Not Fine, but Fined
Two feet on the ground. Someone’s grabbing onto my shoulder. I’m holding my friend’s wrist with one hand, keeping the other free to balance myself. They push us forward. I’m on my toes. One foot dangling in mid-air like a flamingo. But I’m not stately, nor elegant, and I’m definitely not calm. I’m having a full-on panic attack in the middle of the Thursday night Tivoli queue.
We never got into Tivoli that night. We’d survived two hours of dense crowds shoving and pulling only to arrive at a closed door. Two horrible hours of trying to stand upright and get air. And all that under the indifferent eye of the police.
When I first started writing this article I wanted to discuss crowd control. After all, this wasn’t my first time drowning in a sea of people. Yet in the Tivoli line, my frustration was not with the organizers or the crowd itself but the onlooking police officers who refused to intervene.
When asked afterward why they hadn’t stepped in, the police answered that it wasn’t their job. Our safety, standing on the sidewalk mere meters away from them, was none of their concern.
“It’s Tivoli’s responsibility,” one policeman responded with a grin.
But then what is the police’s job, if not guarding the public order or providing help to those in need?
One night last winter, a friend was pulled over and asked to follow a police car onto a dark parking lot. Three policemen got out, pointing a flashlight at her face, and asked her if she’d been drinking. She replied no, but they continued their questioning.
“Now we’re gonna find out whether you’ve been a good girl,” an officer said when they finally let her take the breathalyzer test.
She had no alcohol in her system, but the police still lingered around the car, shining their flashlights at her friends on the back bench, who were all of color. “It felt like they were looking for something that just wasn’t there,” she described.
Another friend has had similar experiences with the Dutch police. Even when cycling in a crowd, the police always pick him out to ask for his bicycle reference number—a number most white people don’t even know exists, but that people of color need daily to prove they didn’t steal their own bikes.
He has also been stopped and searched numerous times. Once, late at night, the police requested to see the contents of his bag and went on to throw his stuff on the ground. When finding nothing they warned him not to be out late and left him to pick up his belongings.
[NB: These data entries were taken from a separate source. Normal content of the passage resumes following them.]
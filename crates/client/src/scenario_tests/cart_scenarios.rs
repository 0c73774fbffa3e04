//! Cart and wishlist round trips across several mounted views.

use std::sync::Arc;
use std::time::Duration;

use serde_json::json;

use coursemart_domain::{CollectionItem, CollectionKind, DocumentId, EntityRef, RecordId};

use super::*;
use crate::config::ClientConfig;
use crate::infrastructure::cms::InMemoryCms;
use crate::ports::outbound::{CmsError, CmsPort, MockCmsPort, Notice, NoticeLevel, ServerRecord};
use crate::{MutationError, Session};

#[tokio::test]
async fn added_course_shows_placeholder_then_server_record() {
    let cms = Arc::new(catalog_cms().with_latency(Duration::from_millis(200)));
    let session = session_over(Arc::clone(&cms));
    let cart = session.cart();
    let drawer = session.cart();
    let rust = course(7);

    let (added, seen_mid_flight) = tokio::join!(cart.add_course(&rust), async {
        tokio::time::sleep(Duration::from_millis(20)).await;
        (cart.items(), drawer.items())
    });

    let (own_view, sibling_view) = seen_mid_flight;
    assert_eq!(own_view.len(), 1);
    assert!(own_view[0].is_placeholder());
    assert_eq!(sibling_view, own_view);

    let items = added.unwrap();
    assert_eq!(items.len(), 1);
    assert_eq!(items[0].id, Some(RecordId::Server(1)));
    assert_eq!(items[0].course.id, Some(RecordId::Server(7)));
    assert_eq!(items[0].price_cents, 3_900);
    assert_eq!(drawer.items(), items);
    assert!(session.pending().is_empty());
}

#[tokio::test]
async fn failed_remove_reverts_and_shows_error() {
    let cms = Arc::new(catalog_cms());
    cms.add_item(CollectionKind::Cart, &EntityRef::server(7))
        .await
        .unwrap();
    cms.add_item(CollectionKind::Cart, &EntityRef::server(9))
        .await
        .unwrap();

    let session = session_over(Arc::clone(&cms));
    let notices = NoticeLog::attach(&session);
    let cart = session.cart();
    let drawer = session.cart();
    let before = cart.load(&owner()).await.unwrap();
    drawer.load(&owner()).await.unwrap();

    cms.fail_next(CollectionKind::Cart, CmsError::network("connection reset"))
        .await;
    let err = cart.remove_course(&EntityRef::server(7)).await.unwrap_err();

    assert!(matches!(err, MutationError::Remote(CmsError::Network(_))));
    assert_eq!(cart.items(), before);
    assert_eq!(drawer.item_count(), 2);
    assert!(drawer.contains(&EntityRef::server(7)));
    assert_eq!(
        notices.all(),
        vec![Notice::error(Some(CollectionKind::Cart), GENERIC)]
    );
}

#[tokio::test]
async fn second_add_while_pending_is_refused_without_a_call() {
    let cms = Arc::new(catalog_cms().with_latency(Duration::from_millis(150)));
    let session = session_over(Arc::clone(&cms));
    let notices = NoticeLog::attach(&session);
    let wishlist = session.wishlist();
    let heart_on_card = session.wishlist();
    let async_course = course(9);

    let (first, second, third) = tokio::join!(
        wishlist.add(&async_course),
        async {
            tokio::time::sleep(Duration::from_millis(20)).await;
            wishlist.add(&async_course).await
        },
        async {
            tokio::time::sleep(Duration::from_millis(20)).await;
            heart_on_card.toggle(&async_course).await
        }
    );

    assert!(first.is_ok());
    assert!(matches!(second, Err(MutationError::AlreadyInFlight { .. })));
    assert!(matches!(third, Err(MutationError::AlreadyInFlight { .. })));
    assert_eq!(cms.call_count(), 1);
    assert_eq!(wishlist.count(), 1);
    assert_eq!(heart_on_card.count(), 1);
    assert_eq!(notices.at(NoticeLevel::Warning).len(), 2);
}

#[tokio::test]
async fn entry_known_only_by_document_id_is_removed() {
    let mut cms = MockCmsPort::new();
    cms.expect_list_items().returning(|_, _| {
        Ok(vec![ServerRecord::new(json!({
            "documentId": "cart-d",
            "course": {"documentId": "course-d"},
            "title": "Document Only",
            "priceCents": 1200
        }))])
    });
    cms.expect_remove_item()
        .withf(|kind, target| {
            *kind == CollectionKind::Cart
                && target.document_id == Some(DocumentId::new("course-d"))
                && target.id.is_none()
        })
        .times(1)
        .returning(|_, _| Ok(true));

    let session = Session::new(Arc::new(cms), ClientConfig::default());
    let cart = session.cart();
    cart.load(&owner()).await.unwrap();
    assert_eq!(cart.item_count(), 1);

    let items = cart
        .remove_course(&EntityRef::document("course-d"))
        .await
        .unwrap();

    assert!(items.is_empty());
    assert_eq!(cart.total_cents(), 0);
}

#[tokio::test]
async fn cart_line_removed_by_its_own_document_id() {
    let mut cms = MockCmsPort::new();
    cms.expect_list_items().returning(|_, _| {
        Ok(vec![ServerRecord::new(json!({
            "documentId": "cart-d",
            "course": {"documentId": "course-d"},
            "priceCents": 1200
        }))])
    });
    cms.expect_remove_item()
        .withf(|_, target| target.document_id == Some(DocumentId::new("course-d")))
        .times(1)
        .returning(|_, _| Ok(true));

    let session = Session::new(Arc::new(cms), ClientConfig::default());
    let cart = session.cart();
    cart.load(&owner()).await.unwrap();

    let untouched = cart
        .remove_course(&EntityRef::document("cart-d"))
        .await
        .unwrap();
    assert_eq!(untouched.len(), 1);

    let items = cart
        .remove_entry(&EntityRef::document("cart-d"))
        .await
        .unwrap();
    assert!(items.is_empty());
}

#[tokio::test]
async fn record_ids_overlapping_course_ids_do_not_confuse_removal() {
    let cms = Arc::new(
        InMemoryCms::new(owner())
            .with_course(1, "course-1", "Ownership Basics", 1_500)
            .with_course(5, "course-5", "Lifetimes", 2_500),
    );
    // Cart record ids come out as 1 and 2, so cart#1 holds course 5
    cms.add_item(CollectionKind::Cart, &EntityRef::server(5))
        .await
        .unwrap();
    cms.add_item(CollectionKind::Cart, &EntityRef::server(1))
        .await
        .unwrap();

    let session = session_over(Arc::clone(&cms));
    let cart = session.cart();
    let drawer = session.cart();
    cart.load(&owner()).await.unwrap();
    drawer.load(&owner()).await.unwrap();

    cart.remove_course(&EntityRef::server(1)).await.unwrap();

    assert!(cart.contains(&EntityRef::server(5)));
    assert!(!cart.contains(&EntityRef::server(1)));
    assert_eq!(drawer.items(), cart.items());
    let reloaded = session.cart();
    reloaded.load(&owner()).await.unwrap();
    assert_eq!(reloaded.items(), cart.items());
}

#[tokio::test]
async fn server_rejection_message_reaches_the_user() {
    let cms = Arc::new(catalog_cms());
    let session = session_over(Arc::clone(&cms));
    let notices = NoticeLog::attach(&session);
    let cart = session.cart();

    let err = cart.add_course(&course(404)).await.unwrap_err();

    assert_eq!(err.user_message(GENERIC), "Course not found");
    assert_eq!(
        notices.at(NoticeLevel::Error),
        vec![Notice::error(Some(CollectionKind::Cart), "Course not found")]
    );
    assert_eq!(cart.item_count(), 0);
}

#[tokio::test]
async fn slow_cms_call_times_out_and_rolls_back() {
    let cms = Arc::new(catalog_cms().with_latency(Duration::from_millis(300)));
    let session = session_with_timeout(Arc::clone(&cms), Duration::from_millis(30));
    let notices = NoticeLog::attach(&session);
    let cart = session.cart();

    let err = cart.add_course(&course(7)).await.unwrap_err();

    assert_eq!(err, MutationError::Remote(CmsError::Timeout(30)));
    assert_eq!(cart.item_count(), 0);
    assert!(session.pending().is_empty());
    assert_eq!(notices.all()[0].message, GENERIC);
}

#[tokio::test]
async fn abandoned_round_trip_reverts_and_frees_the_target() {
    let cms = Arc::new(catalog_cms().with_latency(Duration::from_millis(300)));
    let session = session_over(Arc::clone(&cms));
    let cart = session.cart();
    let drawer = session.cart();

    let abandoned =
        tokio::time::timeout(Duration::from_millis(30), cart.add_course(&course(11))).await;

    assert!(abandoned.is_err());
    assert_eq!(cart.item_count(), 0);
    assert_eq!(drawer.item_count(), 0);
    assert!(!cart.store().is_pending(&EntityRef::server(11)));
}

#[tokio::test]
async fn view_mounted_later_sees_state_from_its_own_load() {
    let cms = Arc::new(catalog_cms());
    let session = session_over(Arc::clone(&cms));
    let cart = session.cart();
    cart.add_course(&course(7)).await.unwrap();

    let late = session.cart();
    assert_eq!(late.item_count(), 0);

    late.load(&owner()).await.unwrap();
    assert_eq!(late.items(), cart.items());
}

#[tokio::test]
async fn views_in_different_sessions_do_not_share_changes() {
    let cms = Arc::new(catalog_cms());
    let first = session_over(Arc::clone(&cms));
    let second = session_over(Arc::clone(&cms));

    let cart = first.cart();
    let elsewhere = second.cart();
    cart.add_course(&course(7)).await.unwrap();

    assert_eq!(elsewhere.item_count(), 0);
}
Besides the racial and sexual prejudice that characterizes these encounters, policemen often seem to focus on things that may generate an income of sorts, be it through fines or confiscations.
While the police had the time to harass my friend in a dark parking lot, they weren’t there that night when she was being followed home by a stranger.
While the police had the time to check my friend’s bike reference number, they weren’t there that afternoon when he was knifed.
And while the police had the time to check bike lights every night at Wilhemina Park, one girl was found raped and lit on fire, another was sexually harassed on a train for almost an hour, and a third was shot by her stalker who she had already reported.
These things happened and will continue to happen if police priorities don’t change. Ensuring the safety of women and people of color means taking their complaints seriously. And while drunk driving or cycling without lights on is obviously dangerous, racism and sexism can just as easily have tragic outcomes.